Old Stuff

The Internet Itself Might Be the Problem

It’s no secret that Silicon Valley is, more or less, left-wing.  Every tech giant still around, shaped the internet into what it is today, albeit largely unwillingly.  It’s only been in the last four years or so that their agenda became clear to the less-astute: absolute control.

Two stories dropped this week that have reminded us of this fact.  The first concerns a piece of legislation long in the making: Articles 11 and 13 of the European Union—the oligarchs’ response to the meme wars, to put it succinctly.  Allegedly making memes untenable within the confines of the EU, these articles inflict fines on the unauthorized use of copyrighted material.  “So what?” you might ask; after all, that’s exactly the point of copyright law in the first place.  The difference is that now, the EU is signing into law provisions that would create digital task forces to monitor and flag copyrighted content.  Essentially, what YouTube has been doing for years will be inflicted upon the rest of the internet.

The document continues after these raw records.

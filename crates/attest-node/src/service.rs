use crate::config::NodeConfig;
use anyhow::{Context, Result};
use attest_rewards::{
    FundsSweeper, KeyedLockTable, LogMessenger, LogOperatorNotifier, ReceivingAddressAssigner,
    RewardEngine,
};
use attest_storage::{FileRewardStorage, LedgerFixture, MemoryLedger, RewardStorage};
use attest_types::{RewardKind, RewardPayout};
use std::sync::Arc;
use std::time::Duration;
use tokio::task::JoinHandle;
use tokio::time::{interval, MissedTickBehavior};
use tracing::{debug, info, warn};

/// The reward engine and its collaborators, wired for one process.
pub struct RewardService {
    pub storage: Arc<FileRewardStorage>,
    pub ledger: Arc<MemoryLedger>,
    pub engine: Arc<RewardEngine>,
    pub sweeper: Arc<FundsSweeper>,
    pub assigner: Arc<ReceivingAddressAssigner>,
    retry_interval: Duration,
    sweep_interval: Duration,
}

impl RewardService {
    pub async fn new(config: &NodeConfig) -> Result<Self> {
        let context = Arc::new(config.to_context()?);

        tokio::fs::create_dir_all(&config.node.data_dir)
            .await
            .with_context(|| format!("creating {}", config.node.data_dir.display()))?;
        let storage = Arc::new(FileRewardStorage::open(config.storage_path()).await?);

        let ledger = match &config.node.ledger_fixture {
            Some(path) => {
                let fixture = LedgerFixture::load_from_file(path)
                    .await
                    .with_context(|| format!("loading ledger fixture {}", path.display()))?;
                info!(
                    path = %path.display(),
                    units = fixture.units.len(),
                    attestations = fixture.attestations.len(),
                    "📂 Ledger fixture loaded"
                );
                MemoryLedger::from_fixture(fixture).await
            }
            None => MemoryLedger::new(),
        };
        let ledger = Arc::new(ledger);

        let locks = Arc::new(KeyedLockTable::new());
        let operator = Arc::new(LogOperatorNotifier);
        let engine = Arc::new(RewardEngine::new(
            storage.clone(),
            ledger.clone(),
            ledger.clone(),
            Arc::new(LogMessenger),
            operator.clone(),
            context.clone(),
            locks.clone(),
        ));
        let sweeper = Arc::new(FundsSweeper::new(
            storage.clone(),
            ledger.clone(),
            ledger.clone(),
            operator,
            context,
            locks.clone(),
        ));
        let assigner = Arc::new(ReceivingAddressAssigner::new(
            storage.clone(),
            ledger.clone(),
            locks,
        ));

        Ok(Self {
            storage,
            ledger,
            engine,
            sweeper,
            assigner,
            retry_interval: Duration::from_secs(config.scheduler.retry_interval_secs),
            sweep_interval: Duration::from_secs(config.scheduler.sweep_interval_secs),
        })
    }

    /// Periodically retry unsent rewards.
    pub fn spawn_retry_loop(&self) -> JoinHandle<()> {
        let engine = self.engine.clone();
        let period = self.retry_interval;
        tokio::spawn(async move {
            let mut ticker = interval(period);
            ticker.set_missed_tick_behavior(MissedTickBehavior::Delay);
            loop {
                ticker.tick().await;
                match engine.retry_pending_rewards().await {
                    Ok(summary) => debug!(
                        sent = summary.sent,
                        failed = summary.failed,
                        "Retry pass finished"
                    ),
                    Err(e) => warn!(error = %e, "⚠️ Retry pass failed"),
                }
            }
        })
    }

    /// Periodically move paid-in fees to the attestor address.
    pub fn spawn_sweep_loop(&self) -> JoinHandle<()> {
        let sweeper = self.sweeper.clone();
        let period = self.sweep_interval;
        tokio::spawn(async move {
            let mut ticker = interval(period);
            ticker.set_missed_tick_behavior(MissedTickBehavior::Delay);
            loop {
                ticker.tick().await;
                if let Err(e) = sweeper.sweep().await {
                    warn!(error = %e, "⚠️ Funds sweep failed");
                }
            }
        })
    }

    /// Every unsent reward row, both kinds.
    pub async fn pending_payouts(&self) -> Result<Vec<RewardPayout>> {
        pending_payouts(self.storage.as_ref()).await
    }
}

pub async fn pending_payouts(storage: &dyn RewardStorage) -> Result<Vec<RewardPayout>> {
    let mut payouts = Vec::new();
    for kind in RewardKind::ALL {
        for transaction_id in storage.pending_rewards(kind, usize::MAX).await? {
            if let Some(payout) = storage.get_reward_payout(kind, transaction_id).await? {
                payouts.push(payout);
            }
        }
    }
    Ok(payouts)
}
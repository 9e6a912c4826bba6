use crate::calculator::{first_time_reward, referral_reward, RewardSplit};
use crate::config::RewardContext;
use crate::contract::{VestingContract, VestingContractManager};
use crate::error::{Result, RewardError};
use crate::link_referral::record_link_referral;
use crate::locks::KeyedLockTable;
use crate::lookup::ReferrerInfo;
use crate::notify::{Messenger, OperatorNotifier};
use crate::resolver::ReferralResolver;
use crate::texts;
use crate::writer::{RetrySummary, RewardLedgerWriter, SendOutcome};
use attest_storage::{InsertOutcome, LedgerReader, RewardStorage, Wallet};
use attest_types::{
    Address, AttestedProfile, DeviceAddress, LinkReferralKind, ProofType, ReceivingAddress,
    ReferralRewardUnit, RewardKind, RewardUnit, Transaction, TransactionId, UnitId,
};
use std::sync::Arc;
use tracing::{info, warn};

/// What happened to one reward.
#[derive(Debug, Clone, PartialEq, Eq)]
pub enum IssueOutcome {
    /// The rank earns nothing; no row was written.
    NoReward,
    /// The user was already rewarded under another transaction.
    Duplicate,
    Sent(UnitId),
    AlreadySent,
    /// Dispatch failed; the row stays pending for the retry sweep.
    Pending(String),
}

impl IssueOutcome {
    /// True when a reward row exists for this transaction.
    pub fn is_recorded(&self) -> bool {
        matches!(
            self,
            IssueOutcome::Sent(_) | IssueOutcome::AlreadySent | IssueOutcome::Pending(_)
        )
    }
}

/// Result of the full issuance flow for one transaction.
#[derive(Debug, Clone, PartialEq, Eq)]
pub struct IssuanceReport {
    pub transaction_id: TransactionId,
    pub first_time: IssueOutcome,
    pub referrer: Option<ReferrerInfo>,
    pub referral: Option<IssueOutcome>,
}

/// The transaction together with the session and verified profile it belongs to.
struct AttestedSession {
    transaction: Transaction,
    receiving: ReceivingAddress,
    profile: AttestedProfile,
}

pub struct RewardEngine {
    storage: Arc<dyn RewardStorage>,
    ledger: Arc<dyn LedgerReader>,
    context: Arc<RewardContext>,
    locks: Arc<KeyedLockTable>,
    messenger: Arc<dyn Messenger>,
    resolver: ReferralResolver,
    contracts: Arc<VestingContractManager>,
    writer: RewardLedgerWriter,
}

impl RewardEngine {
    pub fn new(
        storage: Arc<dyn RewardStorage>,
        ledger: Arc<dyn LedgerReader>,
        wallet: Arc<dyn Wallet>,
        messenger: Arc<dyn Messenger>,
        operator: Arc<dyn OperatorNotifier>,
        context: Arc<RewardContext>,
        locks: Arc<KeyedLockTable>,
    ) -> Self {
        let resolver = ReferralResolver::new(storage.clone(), ledger.clone(), context.clone());
        let contracts = Arc::new(VestingContractManager::new(
            storage.clone(),
            wallet.clone(),
            context.clone(),
            locks.clone(),
        ));
        let writer = RewardLedgerWriter::new(
            storage.clone(),
            wallet,
            contracts.clone(),
            messenger.clone(),
            operator,
            context.clone(),
            locks.clone(),
        );

        Self {
            storage,
            ledger,
            context,
            locks,
            messenger,
            resolver,
            contracts,
            writer,
        }
    }

    pub fn context(&self) -> &RewardContext {
        &self.context
    }

    pub fn locks(&self) -> Arc<KeyedLockTable> {
        self.locks.clone()
    }

    pub async fn resolve_referrer(
        &self,
        payment_unit: Option<UnitId>,
        user_address: &Address,
        device_address: &DeviceAddress,
    ) -> Result<Option<ReferrerInfo>> {
        self.resolver
            .resolve(payment_unit, user_address, device_address)
            .await
    }

    pub async fn record_link_referral(
        &self,
        referrer: &str,
        device_address: &DeviceAddress,
        kind: LinkReferralKind,
    ) -> Result<bool> {
        record_link_referral(
            self.storage.as_ref(),
            self.ledger.as_ref(),
            &self.context.attestor_address,
            referrer,
            device_address,
            kind,
        )
        .await
    }

    async fn load_session(&self, transaction_id: TransactionId) -> Result<AttestedSession> {
        let transaction = self
            .storage
            .get_transaction(transaction_id)
            .await?
            .ok_or_else(|| RewardError::Invariant(format!("no transaction {}", transaction_id)))?;
        let receiving = self
            .storage
            .get_receiving_address(&transaction.receiving_address)
            .await?
            .ok_or_else(|| {
                RewardError::Invariant(format!(
                    "no receiving address {} for tx {}",
                    transaction.receiving_address, transaction_id
                ))
            })?;
        let profile = receiving.profile.clone().ok_or_else(|| {
            RewardError::Invariant(format!("no verified profile for tx {}", transaction_id))
        })?;

        Ok(AttestedSession {
            transaction,
            receiving,
            profile,
        })
    }

    /// Vesting contract for the contract share of `split`, if there is one.
    ///
    /// A transient ledger failure yields `None`: the send phase creates the
    /// contract itself and reports the failure if it persists.
    async fn contract_for(
        &self,
        split: &RewardSplit,
        beneficiary: &Address,
        beneficiary_device: &DeviceAddress,
    ) -> Result<Option<VestingContract>> {
        if split.contract.is_zero() {
            return Ok(None);
        }
        match self
            .contracts
            .get_or_create(beneficiary, beneficiary_device)
            .await
        {
            Ok(contract) => Ok(Some(contract)),
            Err(e) if e.is_fatal() => Err(e),
            Err(e) => {
                warn!(
                    beneficiary = %beneficiary,
                    error = %e,
                    "⏳ Vesting contract not created yet"
                );
                Ok(None)
            }
        }
    }

    async fn send(&self, kind: RewardKind, transaction_id: TransactionId) -> Result<IssueOutcome> {
        match self.writer.send_and_write_reward(kind, transaction_id).await {
            Ok(SendOutcome::Sent(unit)) => Ok(IssueOutcome::Sent(unit)),
            Ok(SendOutcome::AlreadySent) => Ok(IssueOutcome::AlreadySent),
            Err(RewardError::Dispatch(reason)) => Ok(IssueOutcome::Pending(reason)),
            Err(e) => Err(e),
        }
    }

    /// Compute, record and pay the first-time bonus for `transaction_id`.
    pub async fn issue_first_time_reward(
        &self,
        transaction_id: TransactionId,
        rank: &str,
        proof_type: ProofType,
    ) -> Result<IssueOutcome> {
        let Some(split) = first_time_reward(&self.context.config, rank, proof_type) else {
            info!(transaction_id = %transaction_id, rank = %rank, "No first-time reward for rank");
            return Ok(IssueOutcome::NoReward);
        };
        let session = self.load_session(transaction_id).await?;
        let user_address = &session.receiving.user_address;
        let device_address = &session.receiving.device_address;

        let guard = self.locks.acquire(transaction_id.lock_key()).await;
        let outcome = self
            .writer
            .record_reward(RewardUnit {
                transaction_id,
                device_address: device_address.clone(),
                user_address: user_address.clone(),
                user_id: session.profile.user_id(&self.context.config.profile_salt),
                reward: split.cash,
                contract_reward: split.contract,
                reward_unit: None,
                reward_date: None,
            })
            .await?;

        match outcome {
            InsertOutcome::Duplicate => return Ok(IssueOutcome::Duplicate),
            InsertOutcome::Inserted => {
                let contract = self.contract_for(&split, user_address, device_address).await?;
                self.messenger
                    .send_message_to_device(
                        device_address,
                        &texts::first_time_bonus(
                            split.usd,
                            split.cash,
                            split.contract,
                            contract.map(|c| c.vesting_date),
                            &session.profile.forum_username,
                            session.profile.forum_user_id,
                        ),
                    )
                    .await;
            }
            // The send phase creates a contract a previous attempt left missing.
            InsertOutcome::AlreadyRecorded => {}
        }
        drop(guard);

        self.send(RewardKind::Attestation, transaction_id).await
    }

    /// Compute, record and pay the bonus `referrer` earns for the user of `transaction_id`.
    pub async fn issue_referral_reward(
        &self,
        transaction_id: TransactionId,
        referrer: &ReferrerInfo,
        rank: &str,
    ) -> Result<IssueOutcome> {
        let Some(split) = referral_reward(&self.context.config, rank) else {
            info!(transaction_id = %transaction_id, rank = %rank, "No referral reward for rank");
            return Ok(IssueOutcome::NoReward);
        };
        let session = self.load_session(transaction_id).await?;
        if referrer.user_address == session.receiving.user_address {
            return Err(RewardError::Invariant(format!(
                "user {} cannot refer themselves",
                referrer.user_address
            )));
        }

        let guard = self.locks.acquire(transaction_id.lock_key()).await;
        let outcome = self
            .writer
            .record_referral_reward(ReferralRewardUnit {
                transaction_id,
                referrer_user_address: referrer.user_address.clone(),
                referrer_user_id: referrer.user_id.clone(),
                referred_user_address: session.receiving.user_address.clone(),
                referred_user_id: session.profile.user_id(&self.context.config.profile_salt),
                reward: split.cash,
                contract_reward: split.contract,
                reward_unit: None,
                reward_date: None,
            })
            .await?;

        match outcome {
            InsertOutcome::Duplicate => return Ok(IssueOutcome::Duplicate),
            InsertOutcome::Inserted => {
                let contract = self
                    .contract_for(&split, &referrer.user_address, &referrer.device_address)
                    .await?;
                self.messenger
                    .send_message_to_device(
                        &referrer.device_address,
                        &texts::referral_bonus(
                            split.usd,
                            split.cash,
                            split.contract,
                            contract.map(|c| c.vesting_date),
                            &session.profile.forum_username,
                            session.profile.forum_user_id,
                        ),
                    )
                    .await;
            }
            InsertOutcome::AlreadyRecorded => {}
        }
        drop(guard);

        self.send(RewardKind::Referral, transaction_id).await
    }

    /// First-time reward, then referrer resolution and referral reward.
    pub async fn issue_rewards(&self, transaction_id: TransactionId) -> Result<IssuanceReport> {
        let session = self.load_session(transaction_id).await?;
        let rank = session.profile.rank.clone();

        let first_time = self
            .issue_first_time_reward(transaction_id, &rank, session.transaction.proof_type)
            .await?;
        if let IssueOutcome::Pending(reason) = &first_time {
            warn!(transaction_id = %transaction_id, reason = %reason, "⏳ First-time reward left pending");
        }

        let mut report = IssuanceReport {
            transaction_id,
            first_time,
            referrer: None,
            referral: None,
        };
        if !report.first_time.is_recorded() {
            return Ok(report);
        }

        let referrer = self
            .resolve_referrer(
                session.transaction.payment_unit,
                &session.receiving.user_address,
                &session.receiving.device_address,
            )
            .await?;
        let Some(referrer) = referrer else {
            info!(
                transaction_id = %transaction_id,
                user_address = %session.receiving.user_address,
                "No referrer"
            );
            return Ok(report);
        };

        let referral = self
            .issue_referral_reward(transaction_id, &referrer, &rank)
            .await?;
        if let IssueOutcome::Pending(reason) = &referral {
            warn!(transaction_id = %transaction_id, reason = %reason, "⏳ Referral reward left pending");
        }
        report.referrer = Some(referrer);
        report.referral = Some(referral);
        Ok(report)
    }

    /// Sweep a bounded batch of unsent rewards of both kinds.
    pub async fn retry_pending_rewards(&self) -> Result<RetrySummary> {
        self.writer.retry_pending().await
    }
}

Naturally, this only applies to the unfortunate saps who live in the European Union.  But you can predict that the geniuses in Silicon Valley are looking forward to implementing this on American soil, as well as the rest of the world, soon enough.  Ostensibly, the problem with all of this is that the information disseminated during and since the 2016 election was done using alt-media sources, infographs, and of course, memes.  If any of those had a copyright slapped on it, then according to Articles 11 and 13, the those users going around posting them are due for a visit from INTERPOL.  Or whomever.

The other, somewhat more interesting bit of news was the leak of the top Google staff meeting immediately after the election of 2016 was over.  It covers every base in the modern liberal playbook: Trump is a fascist and his supporters are all Nazis, this is a dark day in America, we failed as a liberal tech giant to prevent this, and give your neighbor a hug (I’m not kidding).  Granted, the substance of the meeting is hardly news—we’ve known for years now that Google is not the unbiased search engine it claims to be—but the brazenness with which they are willing to lie to everyone outside of their employment remains baffling.

What do these two stories tell you?  The same thing you already knew: the people in charge of the mainstream internet—techies in California, mostly—not only don’t care about you or the market, they’re ideologically –driven idiots.  Not only that, but the people who have their backs are none other than the largest political organizations in the world.  It’s enough to make you think there’s a conspiracy afoot.

Maybe they’re isolated incidents.  Maybe these two things are completely unrelated.  Maybe Zuckerberg, and Google, and the whole insane misdirection surrounding “Net Neutrality,” and the EU articles—maybe that’s all just a coincidence.  Okay, let’s believe that.  Let’s assume that the Big Tech in Silicon Valley, the convergence of surveillance agendas in and around Washington, and the EU articles are all just coincidental things utterly unrelated to one another.  They still bear the same fruit, and the fruit hangs from the same tree.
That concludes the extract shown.